### What you are asked to do
Report back every line of the entries that contains "tracing", exactly as written.

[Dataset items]
___
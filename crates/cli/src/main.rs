//! Grounded CLI
//!
//! Main entry point for the `grounded` command-line tool.
//! Answers requests from a private document corpus, either directly from
//! search results or through a research-then-synthesize workflow.

mod commands;
mod services;

use anyhow::Context;
use clap::{Parser, Subcommand};
use commands::{AskCommand, CorpusCommand, ResearchCommand, RouteCommand};
use grounded_core::{config::AppConfig, logging};
use std::path::PathBuf;

/// Grounded - corpus-grounded answers and proposals
#[derive(Parser, Debug)]
#[command(name = "grounded")]
#[command(about = "Corpus-grounded answers and research proposals", long_about = None)]
#[command(version)]
struct Cli {
    /// Path to workspace directory (default: current directory)
    #[arg(short, long, global = true, env = "GROUNDED_WORKSPACE")]
    workspace: Option<PathBuf>,

    /// Path to config file
    #[arg(short, long, global = true, env = "GROUNDED_CONFIG")]
    config: Option<PathBuf>,

    /// Log level (error, warn, info, debug, trace)
    #[arg(long, global = true, env = "RUST_LOG")]
    log_level: Option<String>,

    /// Enable verbose output (sets log level to debug)
    #[arg(short, long, global = true)]
    verbose: bool,

    /// Disable colored output
    #[arg(long, global = true, env = "NO_COLOR")]
    no_color: bool,

    /// LLM provider (ollama, openai)
    #[arg(short, long, global = true, env = "GROUNDED_PROVIDER")]
    provider: Option<String>,

    /// Model identifier
    #[arg(short, long, global = true, env = "GROUNDED_MODEL")]
    model: Option<String>,

    /// Search service base URL
    #[arg(long, global = true, env = "GROUNDED_SEARCH_ENDPOINT")]
    search_endpoint: Option<String>,

    #[command(subcommand)]
    command: Commands,
}

#[derive(Subcommand, Debug)]
enum Commands {
    /// Route a request and answer it
    Ask(AskCommand),

    /// Show how a request would be routed
    Route(RouteCommand),

    /// Run the research-synthesis workflow for a request
    Research(ResearchCommand),

    /// Upload and inspect the document corpus
    Corpus(CorpusCommand),
}

#[tokio::main]
async fn main() -> anyhow::Result<()> {
    // Parse command-line arguments first (needed for logging config)
    let cli = Cli::parse();

    let config = AppConfig::load().context("Failed to load configuration")?;

    let config = config.with_overrides(
        cli.workspace,
        cli.config,
        cli.provider,
        cli.model,
        cli.search_endpoint,
        cli.log_level,
        cli.verbose,
        cli.no_color,
    );

    logging::init_logging(config.log_level.as_deref(), config.no_color)?;

    tracing::info!("Grounded CLI starting");
    tracing::debug!("Workspace: {:?}", config.workspace);
    tracing::debug!("Provider: {}", config.provider);
    tracing::debug!("Model: {}", config.model);

    config.ensure_grounded_dir()?;

    let command_name = match &cli.command {
        Commands::Ask(_) => "ask",
        Commands::Route(_) => "route",
        Commands::Research(_) => "research",
        Commands::Corpus(_) => "corpus",
    };
    let _span = tracing::info_span!("command", name = command_name).entered();

    let result = match cli.command {
        Commands::Ask(cmd) => cmd.execute(&config).await,
        Commands::Route(cmd) => cmd.execute(&config).await,
        Commands::Research(cmd) => cmd.execute(&config).await,
        Commands::Corpus(cmd) => cmd.execute(&config).await,
    };

    match &result {
        Ok(_) => tracing::info!("Command completed successfully"),
        Err(e) => tracing::error!(kind = ?e.kind(), "Command failed: {}", e),
    }

    result.with_context(|| format!("grounded {} failed", command_name))
}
___
### Written answer
    tracing::info!("Grounded CLI starting");
    tracing::debug!("Workspace: {:?}", config.workspace);
    tracing::debug!("Provider: {}", config.provider);
    tracing::debug!("Model: {}", config.model);
    let _span = tracing::info_span!("command", name = command_name).entered();
        Ok(_) => tracing::info!("Command completed successfully"),
        Err(e) => tracing::error!(kind = ?e.kind(), "Command failed: {}", e),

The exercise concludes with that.